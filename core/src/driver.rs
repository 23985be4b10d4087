//! Async driver. Executes the view's effects and feeds results back.
//!
//! RULES:
//!   - One consumer. The driver owns the `RunView` and is the only caller of
//!     `handle()`. Sockets, timers and requests are tasks that only send
//!     inputs into the driver's inbox.
//!   - Every task handle lives in a `TaskGuard`. Dropping the guard aborts
//!     the task, so nothing outlives the slot that owns it.
//!   - The stream slot drops its reconnect timer before its socket.

use crate::{
    api::ApiClient,
    config::ClientConfig,
    error::ReplayResult,
    stream::run_stream,
    types::{Epoch, RunId},
    view::{Effect, RunView, ViewInput},
};
use std::{future::Future, time::Duration};
use tokio::{
    sync::{mpsc, oneshot},
    task::JoinHandle,
    time::{interval_at, Instant, MissedTickBehavior},
};

/// Aborts its task on drop unless detached.
#[derive(Debug)]
pub struct TaskGuard(Option<JoinHandle<()>>);

impl TaskGuard {
    pub fn spawn<F>(future: F) -> Self
    where
        F: Future<Output = ()> + Send + 'static,
    {
        Self(Some(tokio::spawn(future)))
    }

    pub fn is_finished(&self) -> bool {
        self.0.as_ref().map_or(true, JoinHandle::is_finished)
    }

    /// Let the task run to completion on its own.
    pub fn detach(mut self) {
        self.0.take();
    }
}

impl Drop for TaskGuard {
    fn drop(&mut self) {
        if let Some(handle) = self.0.take() {
            handle.abort();
        }
    }
}

struct SocketTask {
    stop:  oneshot::Sender<()>,
    guard: TaskGuard,
}

impl SocketTask {
    /// Ask the worker to send a close frame, then leave it to finish.
    fn close(self) {
        let _ = self.stop.send(());
        self.guard.detach();
    }
}

/// Every handle belonging to the one run the driver is attached to.
/// Field order is drop order: timers go before the socket.
struct StreamSlot {
    run_id:    RunId,
    reconnect: Option<TaskGuard>,
    poll:      Option<TaskGuard>,
    socket:    Option<SocketTask>,
}

impl StreamSlot {
    fn new(run_id: RunId) -> Self {
        Self {
            run_id,
            reconnect: None,
            poll: None,
            socket: None,
        }
    }
}

/// Why the observer is being called.
#[derive(Debug, Clone, Copy, PartialEq, Eq)]
pub enum UpdateCause {
    /// The view handled an input and may have changed.
    Input,
    /// Someone asked for the current state.
    Snapshot,
}

#[derive(Debug)]
enum DriverEvent {
    Input(ViewInput),
    Snapshot,
    Shutdown,
}

/// Cheap handle for feeding the driver from anywhere.
#[derive(Debug, Clone)]
pub struct DriverHandle {
    tx: mpsc::UnboundedSender<DriverEvent>,
}

impl DriverHandle {
    /// Returns false once the driver has stopped.
    pub fn send(&self, input: ViewInput) -> bool {
        self.tx.send(DriverEvent::Input(input)).is_ok()
    }

    pub fn request_snapshot(&self) -> bool {
        self.tx.send(DriverEvent::Snapshot).is_ok()
    }

    pub fn shutdown(&self) {
        let _ = self.tx.send(DriverEvent::Shutdown);
    }
}

pub struct Driver {
    view:             RunView,
    api:              ApiClient,
    catalog_interval: Duration,
    events:           mpsc::UnboundedReceiver<DriverEvent>,
    /// Inputs produced by spawned tasks.
    inputs_tx:        mpsc::UnboundedSender<ViewInput>,
    inputs_rx:        mpsc::UnboundedReceiver<ViewInput>,
    slot:             Option<StreamSlot>,
    requests:         Vec<TaskGuard>,
}

impl Driver {
    pub fn new(config: &ClientConfig) -> ReplayResult<(Self, DriverHandle)> {
        let api = ApiClient::new(
            &config.api_base_url,
            Duration::from_secs(config.request_timeout_secs.max(1)),
        )?;
        let (tx, events) = mpsc::unbounded_channel();
        let (inputs_tx, inputs_rx) = mpsc::unbounded_channel();
        let driver = Self {
            view: RunView::new(config.view_config()),
            api,
            catalog_interval: Duration::from_secs(config.catalog_refresh_secs.max(1)),
            events,
            inputs_tx,
            inputs_rx,
            slot: None,
            requests: Vec::new(),
        };
        Ok((driver, DriverHandle { tx }))
    }

    pub fn view(&self) -> &RunView {
        &self.view
    }

    /// Run until `shutdown()`. `observe` sees the view after every handled
    /// input and on every snapshot request.
    pub async fn run<F>(mut self, mut observe: F)
    where
        F: FnMut(&RunView, UpdateCause),
    {
        let mut refresh = interval_at(Instant::now() + self.catalog_interval, self.catalog_interval);
        refresh.set_missed_tick_behavior(MissedTickBehavior::Delay);

        let effects = self.view.start();
        self.execute(effects);

        loop {
            let input = tokio::select! {
                event = self.events.recv() => match event {
                    Some(DriverEvent::Input(input)) => input,
                    Some(DriverEvent::Snapshot) => {
                        observe(&self.view, UpdateCause::Snapshot);
                        continue;
                    }
                    Some(DriverEvent::Shutdown) | None => break,
                },
                Some(input) = self.inputs_rx.recv() => input,
                _ = refresh.tick() => ViewInput::CatalogRefreshDue,
            };

            let effects = self.view.handle(input);
            self.execute(effects);
            observe(&self.view, UpdateCause::Input);
        }

        log::info!("driver shutting down");
        let effects = self.view.handle(ViewInput::Leave);
        self.execute(effects);
        observe(&self.view, UpdateCause::Input);
    }

    fn execute(&mut self, effects: Vec<Effect>) {
        self.requests.retain(|guard| !guard.is_finished());
        for effect in effects {
            log::debug!("effect: {effect:?}");
            match effect {
                Effect::FetchCatalog => {
                    let api = self.api.clone();
                    self.spawn_request(async move {
                        let (scenarios, runs) = tokio::join!(api.list_scenarios(), api.list_runs());
                        ViewInput::CatalogLoaded { scenarios, runs }
                    });
                }
                Effect::FetchRun { run_id, epoch } => {
                    let api = self.api.clone();
                    self.spawn_request(async move {
                        let result = api.get_run(&run_id).await;
                        ViewInput::RunLoaded { run_id, epoch, result }
                    });
                }
                Effect::FetchTimeline { run_id, epoch } => {
                    let api = self.api.clone();
                    self.spawn_request(async move {
                        let result = api.get_timeline(&run_id).await;
                        ViewInput::TimelineLoaded { run_id, epoch, result }
                    });
                }
                Effect::OpenStream { run_id, epoch, attempt } => self.open_stream(run_id, epoch, attempt),
                Effect::CloseStream { run_id } => {
                    if let Some(socket) = self.slot_for(&run_id).and_then(|slot| slot.socket.take()) {
                        socket.close();
                    }
                }
                Effect::ScheduleReconnect { run_id, epoch, delay } => {
                    let timer = self.timer(delay, ViewInput::ReconnectDue {
                        run_id: run_id.clone(),
                        epoch,
                    });
                    self.slot_mut(&run_id).reconnect = Some(timer);
                }
                Effect::CancelReconnect { run_id } => {
                    if let Some(slot) = self.slot_for(&run_id) {
                        slot.reconnect = None;
                    }
                }
                Effect::SchedulePoll { run_id, epoch, delay } => {
                    let timer = self.timer(delay, ViewInput::PollDue {
                        run_id: run_id.clone(),
                        epoch,
                    });
                    self.slot_mut(&run_id).poll = Some(timer);
                }
                Effect::CancelPoll { run_id } => {
                    if let Some(slot) = self.slot_for(&run_id) {
                        slot.poll = None;
                    }
                }
                Effect::CreateScenario(config) => {
                    let api = self.api.clone();
                    self.spawn_request(async move {
                        ViewInput::ScenarioCreated(api.create_scenario(&config).await)
                    });
                }
                Effect::LaunchRun { scenario_id } => {
                    let api = self.api.clone();
                    self.spawn_request(async move { ViewInput::RunLaunched(api.launch_run(&scenario_id).await) });
                }
                Effect::CancelRun { run_id } => {
                    let api = self.api.clone();
                    self.spawn_request(async move {
                        let result = api.cancel_run(&run_id).await;
                        ViewInput::CancelRequested { run_id, result }
                    });
                }
            }
        }
    }

    fn open_stream(&mut self, run_id: RunId, epoch: Epoch, attempt: u32) {
        let url = match self.api.stream_url(&run_id) {
            Ok(url) => url,
            Err(err) => {
                let _ = self.inputs_tx.send(ViewInput::StreamEnded {
                    run_id,
                    epoch,
                    cause: crate::connection::EndCause::Error(err.to_string()),
                });
                return;
            }
        };
        log::info!("run={run_id} opening stream (attempt {attempt})");
        let (stop, stop_rx) = oneshot::channel();
        let guard = TaskGuard::spawn(run_stream(url, run_id.clone(), epoch, self.inputs_tx.clone(), stop_rx));
        if let Some(previous) = self.slot_mut(&run_id).socket.replace(SocketTask { stop, guard }) {
            previous.close();
        }
    }

    fn spawn_request<F>(&mut self, request: F)
    where
        F: Future<Output = ViewInput> + Send + 'static,
    {
        let tx = self.inputs_tx.clone();
        self.requests.push(TaskGuard::spawn(async move {
            let _ = tx.send(request.await);
        }));
    }

    fn timer(&self, delay: Duration, input: ViewInput) -> TaskGuard {
        let tx = self.inputs_tx.clone();
        TaskGuard::spawn(async move {
            tokio::time::sleep(delay).await;
            let _ = tx.send(input);
        })
    }

    fn slot_for(&mut self, run_id: &str) -> Option<&mut StreamSlot> {
        self.slot.as_mut().filter(|slot| slot.run_id == run_id)
    }

    /// The slot for `run_id`, replacing (and so releasing) any other run's.
    fn slot_mut(&mut self, run_id: &str) -> &mut StreamSlot {
        if self.slot.as_ref().map_or(true, |slot| slot.run_id != run_id) {
            self.slot = Some(StreamSlot::new(run_id.to_string()));
        }
        self.slot.get_or_insert_with(|| StreamSlot::new(run_id.to_string()))
    }
}
//! REST client for the simulation service.
//!
//! Every call is a single request with no automatic retry. Non-2xx answers
//! become `ReplayError::Status` carrying the response body, so the view can
//! show the service's own error text.

use crate::{
    error::{ReplayError, ReplayResult},
    model::{Run, RunDetail, Scenario, ScenarioConfig, TimelineEvent},
};
use serde::de::DeserializeOwned;
use std::time::Duration;

#[derive(Debug, Clone)]
pub struct ApiClient {
    base_url: String,
    http:     reqwest::Client,
}

impl ApiClient {
    pub fn new(base_url: &str, timeout: Duration) -> ReplayResult<Self> {
        let base_url = base_url.trim_end_matches('/').to_string();
        if !(base_url.starts_with("http://") || base_url.starts_with("https://")) {
            return Err(ReplayError::InvalidBaseUrl { url: base_url });
        }
        let http = reqwest::Client::builder().timeout(timeout).build()?;
        Ok(Self { base_url, http })
    }

    pub fn base_url(&self) -> &str {
        &self.base_url
    }

    // ── Scenarios ──────────────────────────────────────────────────

    pub async fn list_scenarios(&self) -> ReplayResult<Vec<Scenario>> {
        self.get_json("/scenarios/").await
    }

    pub async fn create_scenario(&self, config: &ScenarioConfig) -> ReplayResult<Scenario> {
        let url = self.url("/scenarios/");
        let response = self.http.post(&url).json(config).send().await?;
        Self::decode(url, response).await
    }

    pub async fn launch_run(&self, scenario_id: &str) -> ReplayResult<Run> {
        let url = self.url(&format!("/scenarios/{scenario_id}/launch"));
        let response = self.http.post(&url).send().await?;
        Self::decode(url, response).await
    }

    // ── Runs ───────────────────────────────────────────────────────

    /// All runs, newest first.
    pub async fn list_runs(&self) -> ReplayResult<Vec<Run>> {
        self.get_json("/scenarios/runs").await
    }

    pub async fn get_run(&self, run_id: &str) -> ReplayResult<RunDetail> {
        self.get_json(&format!("/scenarios/runs/{run_id}")).await
    }

    pub async fn get_timeline(&self, run_id: &str) -> ReplayResult<Vec<TimelineEvent>> {
        self.get_json(&format!("/scenarios/runs/{run_id}/timeline")).await
    }

    /// Ask the service to cancel. Accepted (202) does not mean the run has
    /// stopped; the stage change arrives later through the usual channels.
    pub async fn cancel_run(&self, run_id: &str) -> ReplayResult<()> {
        let url = self.url(&format!("/scenarios/runs/{run_id}/cancel"));
        let response = self.http.post(&url).send().await?;
        Self::check(url, response).await.map(|_| ())
    }

    /// Push-stream endpoint for `run_id`, on the ws/wss scheme matching the
    /// base URL.
    pub fn stream_url(&self, run_id: &str) -> ReplayResult<String> {
        stream_url(&self.base_url, run_id)
    }

    // ── Plumbing ───────────────────────────────────────────────────

    fn url(&self, path: &str) -> String {
        format!("{}{}", self.base_url, path)
    }

    async fn get_json<T: DeserializeOwned>(&self, path: &str) -> ReplayResult<T> {
        let url = self.url(path);
        log::debug!("GET {url}");
        let response = self.http.get(&url).send().await?;
        Self::decode(url, response).await
    }

    async fn decode<T: DeserializeOwned>(url: String, response: reqwest::Response) -> ReplayResult<T> {
        let response = Self::check(url, response).await?;
        let body = response.text().await?;
        Ok(serde_json::from_str(&body)?)
    }

    async fn check(url: String, response: reqwest::Response) -> ReplayResult<reqwest::Response> {
        let status = response.status();
        if status.is_success() {
            return Ok(response);
        }
        let body = response.text().await.unwrap_or_default();
        Err(ReplayError::Status {
            url,
            status: status.as_u16(),
            body,
        })
    }
}

/// `http://host/api/v1` + `run-1` → `ws://host/api/v1/scenarios/runs/run-1/stream`.
pub fn stream_url(base_url: &str, run_id: &str) -> ReplayResult<String> {
    let base = base_url.trim_end_matches('/');
    let ws_base = if let Some(rest) = base.strip_prefix("https://") {
        format!("wss://{rest}")
    } else if let Some(rest) = base.strip_prefix("http://") {
        format!("ws://{rest}")
    } else {
        return Err(ReplayError::InvalidBaseUrl {
            url: base_url.to_string(),
        });
    };
    Ok(format!("{ws_base}/scenarios/runs/{run_id}/stream"))
}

::::

> [Task requirements]: Count lines, not occurrences: report how many lines in the entries above include the word "mpsc", as a number alone.

> [Exercise answer]: 7